Первый день прошел на диво продуктивно, отсняли кучу материала. Олег доволен объемом, райдеры количеством и качеством снега. Веселые, возбужденные, вечером после ужина делятся впечатлениями. На большом экране просматривают отснятый фото- и видеоматериал.
— Что-то на фото один Бас, — Аня произносит это вроде бы в шутку, но Мария понимает — права «звезда фрирайда». Маша будто не видела никого, кроме него, палец сам дергался, стоило Басу попасть в кадр. И его действительно много в отснятом фотоматериале, заметно больше, чем остальных. Надо спасать положение и лицо. Неожиданно ей на помощь приходит Олег.
— Бас хорошо получается. И прыгал он сегодня лучше всех. Я уж не говорю про его фирменную конопатую рожу, которую каждая собака знает. Неудивительно, что камера его любит.

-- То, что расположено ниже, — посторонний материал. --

//! High dynamic range raster.
//!
//! Stores linear radiance per pixel. The tracer only needs `set_pixel` and
//! `get_pixel`; the tone mapping and file helpers are here so the driver can
//! export a viewable image and image pigments can load textures.

use std::path::Path;

use lux_math::Color;
use thiserror::Error;

/// Offset added to every luminosity before taking its logarithm.
pub const DEFAULT_LUMINOSITY_DELTA: f32 = 1e-10;

/// Errors that can occur while accessing or converting a raster.
#[derive(Error, Debug)]
pub enum ImageError {
    #[error("Pixel ({col}, {row}) is outside a {width}x{height} image")]
    OutOfBounds {
        col: u32,
        row: u32,
        width: u32,
        height: u32,
    },

    #[error("IO error: {0}")]
    Io(#[from] std::io::Error),

    #[error("Image codec error: {0}")]
    Codec(#[from] image::ImageError),

    #[error("Invalid image: {0}")]
    Invalid(String),
}

pub type ImageResult<T> = Result<T, ImageError>;

/// A fixed-size raster of linear colors, stored row-major.
#[derive(Clone, Debug, PartialEq)]
pub struct HdrImage {
    width: u32,
    height: u32,
    pixels: Vec<Color>,
}

impl HdrImage {
    /// Create a new image filled with black.
    pub fn new(width: u32, height: u32) -> Self {
        Self {
            width,
            height,
            pixels: vec![Color::ZERO; (width as usize) * (height as usize)],
        }
    }

    /// Wrap existing row-major pixel data.
    pub fn from_pixels(width: u32, height: u32, pixels: Vec<Color>) -> ImageResult<Self> {
        let expected = (width as usize) * (height as usize);
        if pixels.len() != expected {
            return Err(ImageError::Invalid(format!(
                "expected {} pixels for {}x{}, got {}",
                expected,
                width,
                height,
                pixels.len()
            )));
        }
        Ok(Self {
            width,
            height,
            pixels,
        })
    }

    pub fn width(&self) -> u32 {
        self.width
    }

    pub fn height(&self) -> u32 {
        self.height
    }

    /// All pixels in row-major order.
    pub fn pixels(&self) -> &[Color] {
        &self.pixels
    }

    pub fn valid_coordinates(&self, col: u32, row: u32) -> bool {
        col < self.width && row < self.height
    }

    fn pixel_offset(&self, col: u32, row: u32) -> ImageResult<usize> {
        if !self.valid_coordinates(col, row) {
            return Err(ImageError::OutOfBounds {
                col,
                row,
                width: self.width,
                height: self.height,
            });
        }
        Ok(row as usize * self.width as usize + col as usize)
    }

    pub fn get_pixel(&self, col: u32, row: u32) -> ImageResult<Color> {
        let offset = self.pixel_offset(col, row)?;
        Ok(self.pixels[offset])
    }

    pub fn set_pixel(&mut self, col: u32, row: u32, color: Color) -> ImageResult<()> {
        let offset = self.pixel_offset(col, row)?;
        self.pixels[offset] = color;
        Ok(())
    }

    /// Logarithmic average of the per-pixel luminosity.
    ///
    /// Luminosity of a pixel is the mean of its largest and smallest channel.
    pub fn average_luminosity(&self, delta: f32) -> f32 {
        if self.pixels.is_empty() {
            return 0.0;
        }
        let cumsum: f64 = self
            .pixels
            .iter()
            .map(|p| f64::from(luminosity(*p) + delta).log10())
            .sum();
        10f64.powf(cumsum / self.pixels.len() as f64) as f32
    }

    /// Scale every pixel by `factor / luminosity`.
    ///
    /// With `luminosity == None` the image's own average luminosity is used.
    pub fn normalize(&mut self, factor: f32, luminosity: Option<f32>) {
        let luminosity = luminosity.unwrap_or_else(|| self.average_luminosity(DEFAULT_LUMINOSITY_DELTA));
        if luminosity <= 0.0 {
            log::warn!("Skipping normalization of an image with zero luminosity");
            return;
        }
        let scale = factor / luminosity;
        for pixel in &mut self.pixels {
            *pixel *= scale;
        }
    }

    /// Swap rows top to bottom.
    pub fn flip_vertical(&mut self) {
        let width = self.width as usize;
        if width == 0 {
            return;
        }
        let rows: Vec<Vec<Color>> = self.pixels.chunks(width).rev().map(<[Color]>::to_vec).collect();
        self.pixels = rows.concat();
    }

    /// Compress each channel into [0, 1) with `x / (1 + x)`.
    pub fn clamp(&mut self) {
        for pixel in &mut self.pixels {
            *pixel = *pixel / (Color::ONE + *pixel);
        }
    }

    /// Convert to 8-bit RGB with the given display gamma.
    ///
    /// Channels are expected in [0, 1]; call [`HdrImage::clamp`] first.
    pub fn to_rgb8(&self, gamma: f32) -> image::RgbImage {
        let mut out = image::RgbImage::new(self.width, self.height);
        for (col, row, pixel) in out.enumerate_pixels_mut() {
            let color = self.pixels[row as usize * self.width as usize + col as usize];
            *pixel = image::Rgb([
                encode_channel(color.x, gamma),
                encode_channel(color.y, gamma),
                encode_channel(color.z, gamma),
            ]);
        }
        out
    }

    /// Save a gamma-encoded 8-bit copy. The format follows the file extension.
    pub fn save_ldr(&self, path: impl AsRef<Path>, gamma: f32) -> ImageResult<()> {
        let path = path.as_ref();
        self.to_rgb8(gamma).save(path)?;
        log::info!("Saved {}x{} image to {}", self.width, self.height, path.display());
        Ok(())
    }

    /// Load an image file and convert it to linear floats.
    pub fn load(path: impl AsRef<Path>) -> ImageResult<Self> {
        let path = path.as_ref();
        let img = image::open(path)?;
        let rgb = img.to_rgb8();
        let (width, height) = rgb.dimensions();

        // Rows come out top to bottom, which matches our row-major layout.
        let pixels = rgb
            .pixels()
            .map(|p| {
                Color::new(
                    srgb_to_linear(p[0]),
                    srgb_to_linear(p[1]),
                    srgb_to_linear(p[2]),
                )
            })
            .collect();

        log::debug!("Loaded raster {} ({}x{})", path.display(), width, height);
        Self::from_pixels(width, height, pixels)
    }
}

fn luminosity(color: Color) -> f32 {
    (color.max_element() + color.min_element()) / 2.0
}

fn encode_channel(value: f32, gamma: f32) -> u8 {
    (255.0 * value.clamp(0.0, 1.0).powf(1.0 / gamma)).round() as u8
}

/// Convert sRGB byte value to linear float.
fn srgb_to_linear(value: u8) -> f32 {
    let v = value as f32 / 255.0;
    if v <= 0.04045 {
        v / 12.92
    } else {
        ((v + 0.055) / 1.055).powf(2.4)
    }
}
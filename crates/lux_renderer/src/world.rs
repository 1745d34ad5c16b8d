//! The scene registry: shapes and point lights.

use lux_math::{Color, Point, Ray};

use crate::shape::{HitRecord, Shape};

/// Offset, in world units, that keeps a visibility ray from hitting the
/// surface it starts on.
const VISIBILITY_EPSILON: f32 = 1e-2;

/// A point light source.
#[derive(Debug, Clone, Copy, PartialEq)]
pub struct PointLight {
    pub position: Point,
    pub color: Color,
    /// Distance at which the light has its nominal intensity. Zero disables
    /// distance attenuation.
    pub linear_radius: f32,
}

impl PointLight {
    pub fn new(position: Point, color: Color) -> Self {
        Self {
            position,
            color,
            linear_radius: 0.0,
        }
    }

    pub fn with_linear_radius(mut self, linear_radius: f32) -> Self {
        self.linear_radius = linear_radius;
        self
    }
}

/// Shapes and lights, filled once before rendering and read-only after.
#[derive(Debug, Clone, Default)]
pub struct World {
    shapes: Vec<Shape>,
    point_lights: Vec<PointLight>,
}

impl World {
    /// Create a new empty world.
    pub fn new() -> Self {
        Self::default()
    }

    pub fn add_shape(&mut self, shape: impl Into<Shape>) {
        self.shapes.push(shape.into());
    }

    pub fn add_light(&mut self, light: PointLight) {
        self.point_lights.push(light);
    }

    pub fn shapes(&self) -> &[Shape] {
        &self.shapes
    }

    pub fn point_lights(&self) -> &[PointLight] {
        &self.point_lights
    }

    /// Get the number of shapes.
    pub fn len(&self) -> usize {
        self.shapes.len()
    }

    /// Check if the world has no shapes.
    pub fn is_empty(&self) -> bool {
        self.shapes.is_empty()
    }

    /// Closest hit over all shapes.
    ///
    /// On an exact tie in `t` the shape registered first wins.
    pub fn ray_intersection(&self, ray: &Ray) -> Option<HitRecord<'_>> {
        let mut closest: Option<HitRecord<'_>> = None;

        for shape in &self.shapes {
            // Narrow the search to hits strictly closer than the best one.
            let bounded = match &closest {
                Some(hit) => Ray { tmax: hit.t, ..*ray },
                None => *ray,
            };
            if let Some(hit) = shape.ray_intersection(&bounded) {
                closest = Some(HitRecord { ray: *ray, ..hit });
            }
        }

        closest
    }

    /// Returns true if nothing blocks the segment from `observer` to `point`.
    ///
    /// Occluders beyond `point` are ignored.
    pub fn is_point_visible(&self, point: Point, observer: Point) -> bool {
        let direction = point - observer;
        let distance = direction.length();
        if distance <= 0.0 {
            return true;
        }

        let ray = Ray::new(observer, direction).with_bounds(VISIBILITY_EPSILON / distance, 1.0);
        !self.shapes.iter().any(|shape| shape.quick_ray_intersection(&ray))
    }
}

«И не только камера» — мелькает в голове. Но эти мысли лучше держать при себе.
— Да, действительно, перекос получился, — спокойно соглашается Маша. — Это все куртка красная виновата, она на меня, как красный флаг действует, — пытается отшутиться. — Завтра целенаправленно на Анну поработаю. Ты не против, Аня?
— Не против, — Романович улыбается — все так же вежливо и равнодушно.
— Ну вот, — горестно вздыхает Бас, — недолговечна минута моей славы.
И сегодняшним вечером Маша на том же балконе, все так же с камерой. Только одна. Хотела поснимать вид с балкона, а вместо этого замерла, так и не сняв крышку с объектива. Что-то странное с ней происходит. А его ведь даже красивым назвать нельзя. Обаятельный — да, безусловно. Тело фантастическое, но тут ребята все в хорошей физической форме, стройные, атлетичные, красивые мужские торсы и не только торсы. Так какого ж рожна она весь день искала глазами красную крутку в комплекте с желтыми штанами?! Что в нем такого?! Тем более, у него есть Анка-пулеметчица. А сегодняшний день окончательно убедил Машу в том, что Бас и Аня… что у них, как говорится, отношения, они, наверняка, любовники, короче — они вместе. Ну и забей ты на него, Марья Дмитриевна!
Телефон разражается французской полечкой. Отец.
— Привет, пап.
— Ты обещала звонить каждый день! — тон отца не предвещает ничего хорошего.
— Как раз собиралась, — врет Маша.
— Как же, конечно.
— Честное слово, пап!
— Ну как ты там?..
— Ой, просто отлично! Мы сегодня ударно поработали, отсняли кучу материала. Устали…
— Ты там в порядке? Все цело?
— Пап, — она смеется. — Я фотограф, со мной в принципе ничего не может случиться. Да и ребята у нас в группе все профессионалы. Так что все целы.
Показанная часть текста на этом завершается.